Im ersten Drittel sind auch die Geschehnisse ohne große Tiefe geschildert. Wir sind direkt mitten im Geschehen, was gut und interessant ist, aber dann folgen rasch zahlreiche kurze Szenen, denen wichtige Details fehlen, welche den Leser in das Geschehen eintauchen lassen, die sich oft auch ähneln. Man rast durch dieses erste Drittel, bekommt lauter kurze Einblicke. Fehlende Leerzeilen zwischen zeitlich auseinanderliegende Szenen führen auch manchmal zu Verwirrung. Dies bessert sich allerdings ab dem zweiten Drittel, dort kommen wir ein wenig zur Ruhe - es passiert zwar weiterhin viel, aber der Autor nimmt sich mehr Zeit, Szenen zu schildern und Atmosphäre zu schaffen. Wir bekommen recht vielfältige Einblicke in das Leben jener Zeit, hier hat das Lesen Spaß gemacht, davon hätte ich auch gerne noch mehr gelesen. Historische Informationen sind überwiegend gut eingebunden und auch was die Handlung betrifft, hat sich der Autor viel einfallen lassen.

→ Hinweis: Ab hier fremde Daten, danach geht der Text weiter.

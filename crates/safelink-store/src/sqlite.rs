use std::path::Path;
use std::sync::{Arc, Mutex};

use async_trait::async_trait;
use tracing::error;

use safelink_shared::types::now_utc;
use safelink_shared::{
    Alert, AlertId, AlertStatus, ContactId, Location, LocationSample, Nearby, NearbyQuery,
    NewAlert, NewContact, NewReport, Page, Paginated, Principal, Report, ReportId, ReportStatus,
    Result, SafelinkError, TrustedContact, UserId,
};

use crate::database::Database;
use crate::error::StoreError;
use crate::traits::{AlertStore, ContactDirectory, ReportFilter, ReportStore};

/// Durable store over one SQLite connection.
///
/// Every call runs on the blocking pool and holds the connection for its
/// whole duration, which serializes writes.
#[derive(Clone)]
pub struct SqliteStore {
    db: Arc<Mutex<Option<Database>>>,
}

impl SqliteStore {
    pub fn new(db: Database) -> Self {
        Self {
            db: Arc::new(Mutex::new(Some(db))),
        }
    }

    pub fn open(path: &Path) -> std::result::Result<Self, StoreError> {
        Ok(Self::new(Database::open_at(path)?))
    }

    /// Close the underlying connection. Later calls fail with
    /// `TransientStore`.
    pub async fn close(&self) -> std::result::Result<(), StoreError> {
        let db = Arc::clone(&self.db);
        tokio::task::spawn_blocking(move || {
            let taken = match db.lock() {
                Ok(mut guard) => guard.take(),
                Err(poisoned) => poisoned.into_inner().take(),
            };
            match taken {
                Some(db) => db.close(),
                None => Ok(()),
            }
        })
        .await
        .map_err(|e| StoreError::Io(std::io::Error::other(e)))?
    }

    async fn with_db<T, F>(&self, work: F) -> Result<T>
    where
        T: Send + 'static,
        F: FnOnce(&mut Database) -> Result<T> + Send + 'static,
    {
        let db = Arc::clone(&self.db);
        let result = tokio::task::spawn_blocking(move || {
            let mut guard = db
                .lock()
                .map_err(|_| SafelinkError::TransientStore("database lock poisoned".into()))?;
            let db = guard
                .as_mut()
                .ok_or_else(|| SafelinkError::TransientStore("database is closed".into()))?;
            work(db)
        })
        .await
        .map_err(|e| SafelinkError::TransientStore(format!("store task failed: {e}")))?;

        if let Err(err) = &result {
            if err.is_store_error() {
                error!(error = %err, "Store operation failed");
            }
        }
        result
    }
}

#[async_trait]
impl AlertStore for SqliteStore {
    async fn create(&self, new: NewAlert) -> Result<Alert> {
        let alert = new.build()?;
        self.with_db(move |db| {
            db.insert_alert(&alert)?;
            tracing::debug!(alert = %alert.id, owner = %alert.owner_id, "alert persisted");
            Ok(alert)
        })
        .await
    }

    async fn append_location(&self, id: AlertId, location: Location) -> Result<LocationSample> {
        location.validate()?;
        self.with_db(move |db| db.insert_location(id, &location)?)
            .await
    }

    async fn transition(
        &self,
        id: AlertId,
        target: AlertStatus,
        actor: &Principal,
    ) -> Result<Alert> {
        let actor = actor.clone();
        self.with_db(move |db| db.close_alert(id, target, &actor, now_utc())?)
            .await
    }

    async fn get(&self, id: AlertId) -> Result<Alert> {
        self.with_db(move |db| {
            db.get_alert(id)?
                .ok_or_else(|| SafelinkError::not_found("alert", id))
        })
        .await
    }

    async fn latest_location(&self, id: AlertId) -> Result<Option<LocationSample>> {
        self.with_db(move |db| Ok(db.latest_location(id)?)).await
    }

    async fn locations(&self, id: AlertId) -> Result<Vec<LocationSample>> {
        self.with_db(move |db| Ok(db.locations(id)?)).await
    }

    async fn list_by_owner(&self, owner: &UserId, page: Page) -> Result<Paginated<Alert>> {
        let owner = owner.clone();
        self.with_db(move |db| {
            let (items, total) = db.list_alerts_by_owner(&owner, page)?;
            Ok(Paginated::new(items, total, page))
        })
        .await
    }

    async fn list_active(&self, limit: usize) -> Result<Vec<Alert>> {
        self.with_db(move |db| Ok(db.list_active_alerts(limit)?))
            .await
    }

    async fn find_near(&self, query: &NearbyQuery) -> Result<Vec<Nearby<Alert>>> {
        let query = *query;
        self.with_db(move |db| {
            let candidates = db.active_alerts_within(&query.bounding_box())?;
            Ok(query.rank(candidates))
        })
        .await
    }
}

#[async_trait]
impl ContactDirectory for SqliteStore {
    async fn contacts_for(&self, user: &UserId) -> Result<Vec<TrustedContact>> {
        let user = user.clone();
        self.with_db(move |db| Ok(db.contacts_for_user(&user)?))
            .await
    }

    async fn add_contact(&self, new: NewContact) -> Result<TrustedContact> {
        let contact = new.build()?;
        self.with_db(move |db| {
            db.insert_contact(&contact)?;
            Ok(contact)
        })
        .await
    }

    async fn remove_contact(&self, user: &UserId, id: ContactId) -> Result<()> {
        let user = user.clone();
        self.with_db(move |db| {
            if db.delete_contact(&user, id)? {
                Ok(())
            } else {
                Err(SafelinkError::not_found("contact", id))
            }
        })
        .await
    }
}

#[async_trait]
impl ReportStore for SqliteStore {
    async fn create_report(&self, new: NewReport) -> Result<Report> {
        let report = new.build()?;
        self.with_db(move |db| {
            db.insert_report(&report)?;
            Ok(report)
        })
        .await
    }

    async fn get_report(&self, id: ReportId) -> Result<Report> {
        self.with_db(move |db| {
            db.get_report(id)?
                .ok_or_else(|| SafelinkError::not_found("report", id))
        })
        .await
    }

    async fn list_reports(&self, filter: &ReportFilter, page: Page) -> Result<Paginated<Report>> {
        let filter = filter.clone();
        self.with_db(move |db| {
            let (items, total) = db.list_reports(&filter, page)?;
            Ok(Paginated::new(items, total, page))
        })
        .await
    }

    async fn update_report_status(&self, id: ReportId, status: ReportStatus) -> Result<Report> {
        self.with_db(move |db| {
            db.update_report_status(id, status, now_utc())?
                .ok_or_else(|| SafelinkError::not_found("report", id))
        })
        .await
    }

    async fn reports_near(&self, query: &NearbyQuery) -> Result<Vec<Nearby<Report>>> {
        let query = *query;
        self.with_db(move |db| {
            let candidates = db.reports_within(&query.bounding_box())?;
            Ok(query.rank(candidates))
        })
        .await
    }
}

#[cfg(test)]
mod tests {
    use super::*;
    use crate::traits::contract;

    fn open() -> (tempfile::TempDir, SqliteStore) {
        let dir = tempfile::tempdir().unwrap();
        let store = SqliteStore::open(&dir.path().join("safelink.db")).unwrap();
        (dir, store)
    }

    #[tokio::test]
    async fn lifecycle() {
        let (_dir, store) = open();
        contract::lifecycle(&store).await;
    }

    #[tokio::test]
    async fn rejects_invalid_input() {
        let (_dir, store) = open();
        contract::rejects_invalid_input(&store).await;
    }

    #[tokio::test(flavor = "multi_thread", worker_threads = 4)]
    async fn concurrent_transitions_have_one_winner() {
        let (_dir, store) = open();
        contract::concurrent_transitions_have_one_winner(Arc::new(store)).await;
    }

    #[tokio::test]
    async fn history_is_paged_newest_first() {
        let (_dir, store) = open();
        contract::history_is_paged_newest_first(&store).await;
    }

    #[tokio::test]
    async fn nearby_alerts() {
        let (_dir, store) = open();
        contract::nearby_alerts(&store).await;
    }

    #[tokio::test]
    async fn contacts() {
        let (_dir, store) = open();
        contract::contacts(&store).await;
    }

    #[tokio::test]
    async fn reports() {
        let (_dir, store) = open();
        contract::reports(&store).await;
    }

    #[tokio::test]
    async fn data_survives_reopen() {
        let dir = tempfile::tempdir().unwrap();
        let path = dir.path().join("safelink.db");

        let store = SqliteStore::open(&path).unwrap();
        let alert = store
            .create(contract::new_alert("u1", 1.0, 1.0))
            .await
            .unwrap();
        store.close().await.unwrap();

        let err = store.get(alert.id).await.unwrap_err();
        assert!(matches!(err, SafelinkError::TransientStore(_)));

        let reopened = SqliteStore::open(&path).unwrap();
        assert_eq!(reopened.get(alert.id).await.unwrap(), alert);
        assert_eq!(reopened.locations(alert.id).await.unwrap().len(), 1);
    }
}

Langweilig wird es nicht und gut gefallen hat mir auch der Realismus - es läuft nicht immer alles glatt, es kommen keinen glücklichen Zufälle zur Hilfe.
Mit mehr Tiefe, besser ausgearbeiteten Charakteren und mehr stilistischer Sorgfalt gerade bei den Dialogen hätte es ein Buch sein können, das mich begeistert. So hat es mich leider nicht berührt.